J'attendais surtout une réaction de ma mère. Mon père n'allait jamais se préoccuper de moi, et je le savais depuis toute petite. Il préférait les bières à sa propre fille.

Je suis sortie de ma chambre après m'être changée et avoir enfilé un sweat confortable. Le samedi était consacré à la sieste et au repos. Dans la cuisine, mon père décapsulait une énième cannette, vêtu d'un jean délavé et d'un pull taché. Malgré les supplications de ma mère, il s'évertuait à garder des vêtements salis sur lui.

—Violet, a-t-il hoqueté en me voyant.

Il a posé une main sur mon épaule puis l'a massée, comme pour me relaxer. Je n'étais pas stressée, pourtant. Je me suis éloignée de lui pour aller prendre mes habituels céréales, puis je me suis installée devant la télé.

—Désolé, j'avais l'intention de regarder ma série. Tu peux rester dans la cuisine, sinon.

Son ton était innocent, mais il insinuait bel et bien que je m'en aille et le laisse tranquille. Une odeur désagréable planait autour de lui, témoignant le nombre considérable d'alcool qu'il avait du boire durant la nuit.

‣¦‣

C'était maintenant ou jamais. Alors, après le boulot, le lundi suivant, je suis partie de la maison. J'avais passé une journée déplorable à cause de mes collègues. J'avais de nouveau entendu des jugements dans mon dos. J'étais assez grande pour les ignorer, mais ça me semblait impossible. J'avais beau me concentrer sur ma tâche, je ne pouvais faire semblant de ne rien entendre. C'était ainsi qu'après avoir pris un sac d'affaires à la maison, j'étais partie. La veille, mon père s'était montré violent envers moi. Il avait été ivre durant toute la soirée. Je m'en voulais d'abandonner ma mère, mais je savais qu'elle pouvais se débrouiller. Mon père n'était pas méchant avec elle.

Je devais être cruelle tout de même, pour pouvoir ainsi m'en aller et laisser mes parents à leurs problèmes. J'étais une fille ingrate. J'étais incapable, lâche et faible. De simples mots pouvaient me détruire, et, après deux ans de supplice, je n'en pouvais plus. Pourquoi le malheur m'avait-il prise pour cible ? Pourquoi personne ne se rendait compte de mon désespoir ?

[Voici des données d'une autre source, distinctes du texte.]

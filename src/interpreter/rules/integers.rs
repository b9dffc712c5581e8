use crate::catalog::Op;
use crate::error::Stuck;
use crate::term::Term;

use super::{arg, integer, no_rule, sequence, stuck};

pub(super) fn apply(op: Op, args: &[Term]) -> Result<Term, Stuck> {
    let overflow = || stuck(op, "integer overflow");

    match op {
        Op::IntegerAdd => {
            let mut sum: i64 = 0;
            for operand in sequence(op, args, 0)? {
                sum = sum.checked_add(integer(op, operand)?).ok_or_else(overflow)?;
            }
            Ok(Term::Int(sum))
        }
        Op::IntegerMultiply => {
            let mut product: i64 = 1;
            for operand in sequence(op, args, 0)? {
                product = product
                    .checked_mul(integer(op, operand)?)
                    .ok_or_else(overflow)?;
            }
            Ok(Term::Int(product))
        }
        Op::IntegerSubtract => {
            let (a, b) = pair(op, args)?;
            a.checked_sub(b).map(Term::Int).ok_or_else(overflow)
        }
        // Division and modulo by zero have no value: the result is ().
        Op::IntegerDivide => {
            let (a, b) = pair(op, args)?;
            if b == 0 {
                return Ok(Term::empty());
            }
            a.checked_div(b).map(Term::Int).ok_or_else(overflow)
        }
        Op::IntegerModulo => {
            let (a, b) = pair(op, args)?;
            if b == 0 {
                return Ok(Term::empty());
            }
            a.checked_rem(b).map(Term::Int).ok_or_else(overflow)
        }
        Op::IntegerPower => {
            let (base, exponent) = pair(op, args)?;
            let exponent = u32::try_from(exponent)
                .map_err(|_| stuck(op, format!("negative exponent {exponent}")))?;
            base.checked_pow(exponent).map(Term::Int).ok_or_else(overflow)
        }
        Op::IntegerAbsoluteValue => integer(op, arg(op, args, 0)?)?
            .checked_abs()
            .map(Term::Int)
            .ok_or_else(overflow),
        Op::IntegerNegate => integer(op, arg(op, args, 0)?)?
            .checked_neg()
            .map(Term::Int)
            .ok_or_else(overflow),
        Op::IntegerIsLess => compare(op, args, |a, b| a < b),
        Op::IntegerIsGreater => compare(op, args, |a, b| a > b),
        Op::IntegerIsLessOrEqual => compare(op, args, |a, b| a <= b),
        Op::IntegerIsGreaterOrEqual => compare(op, args, |a, b| a >= b),
        Op::NaturalSuccessor => {
            let n = natural(op, arg(op, args, 0)?)?;
            n.checked_add(1).map(Term::Int).ok_or_else(overflow)
        }
        Op::NaturalPredecessor => match natural(op, arg(op, args, 0)?)? {
            0 => Ok(Term::empty()),
            n => Ok(Term::Int(n - 1)),
        },
        _ => Err(no_rule(op)),
    }
}

fn pair(op: Op, args: &[Term]) -> Result<(i64, i64), Stuck> {
    Ok((integer(op, arg(op, args, 0)?)?, integer(op, arg(op, args, 1)?)?))
}

fn compare(op: Op, args: &[Term], holds: impl Fn(i64, i64) -> bool) -> Result<Term, Stuck> {
    let (a, b) = pair(op, args)?;
    Ok(Term::Bool(holds(a, b)))
}

fn natural(op: Op, term: &Term) -> Result<i64, Stuck> {
    match integer(op, term)? {
        n if n >= 0 => Ok(n),
        n => Err(stuck(op, format!("{n} is not a natural number"))),
    }
}

#[cfg(test)]
mod tests {
    use super::*;
    use crate::term::Sequence;

    fn ints(values: &[i64]) -> Vec<Term> {
        values.iter().copied().map(Term::Int).collect()
    }

    #[test]
    fn test_add_and_multiply_are_variadic() {
        let operands = vec![Term::Seq(Sequence::new(ints(&[1, 2, 3, 4])))];
        assert_eq!(apply(Op::IntegerAdd, &operands), Ok(Term::Int(10)));
        assert_eq!(apply(Op::IntegerMultiply, &operands), Ok(Term::Int(24)));
        assert_eq!(
            apply(Op::IntegerAdd, &[Term::empty()]),
            Ok(Term::Int(0))
        );
    }

    #[test]
    fn test_divide_by_zero_is_empty() {
        assert_eq!(apply(Op::IntegerDivide, &ints(&[7, 0])), Ok(Term::empty()));
        assert_eq!(apply(Op::IntegerDivide, &ints(&[7, 2])), Ok(Term::Int(3)));
        assert_eq!(apply(Op::IntegerModulo, &ints(&[7, 0])), Ok(Term::empty()));
    }

    #[test]
    fn test_negative_exponent_is_stuck() {
        assert_eq!(apply(Op::IntegerPower, &ints(&[2, 10])), Ok(Term::Int(1024)));
        assert!(apply(Op::IntegerPower, &ints(&[2, -1])).is_err());
    }

    #[test]
    fn test_overflow_is_stuck() {
        assert!(apply(Op::IntegerSubtract, &ints(&[i64::MIN, 1])).is_err());
        assert!(apply(Op::IntegerAbsoluteValue, &ints(&[i64::MIN])).is_err());
    }

    #[test]
    fn test_natural_predecessor() {
        assert_eq!(apply(Op::NaturalPredecessor, &ints(&[3])), Ok(Term::Int(2)));
        assert_eq!(apply(Op::NaturalPredecessor, &ints(&[0])), Ok(Term::empty()));
        assert!(apply(Op::NaturalPredecessor, &ints(&[-3])).is_err());
    }
}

J'ai marché durant plusieurs heures, entre champs et plaines. Un vent léger soulevait mes cheveux emmêlés, et je repensais à ma mère, de nouveau. J'étais vraiment très lâche.

Comme à chaque fois que je perdais ma confiance en moi, j'ai senti une vague d'adjectifs me submerger. Peureuse. Idiote. Inutile. Moche. Lâche, lâche, si lâche.

Plus je m'éloignais de ma maison, plus le vent soufflait fort. Je l'aimais ainsi, incontrôlé et indécis. Il se calmait parfois, tout comme moi, car il me calmait. Quand une bourrasque devenait une brise, je redevenais souriante et je reprenais confiance.

Je me sentais bien, ainsi libre dans la nature, marchant au gré du vent. Car je le suivais,  selon la direction où il soufflait. Je changeais mon cap selon mon compagnon de voyage, mon nouvel ami. Je courais de temps en temps pour retrouver l'impression de voler, et je me sentais libre comme l'air. Je me sentais devenir inconsistante et rejoindre le vent, flotter à ses côtés. Il était mon remède, le pansement qui guérissait mes blessures.

De nouveau, je me sentais confiante. Les critiques ne m'atteindraient plus jamais, et je ne me laisserais plus humilier. J'étais forte, pour la première fois depuis bien longtemps.

Belle, courageuse, inatteignable et utile.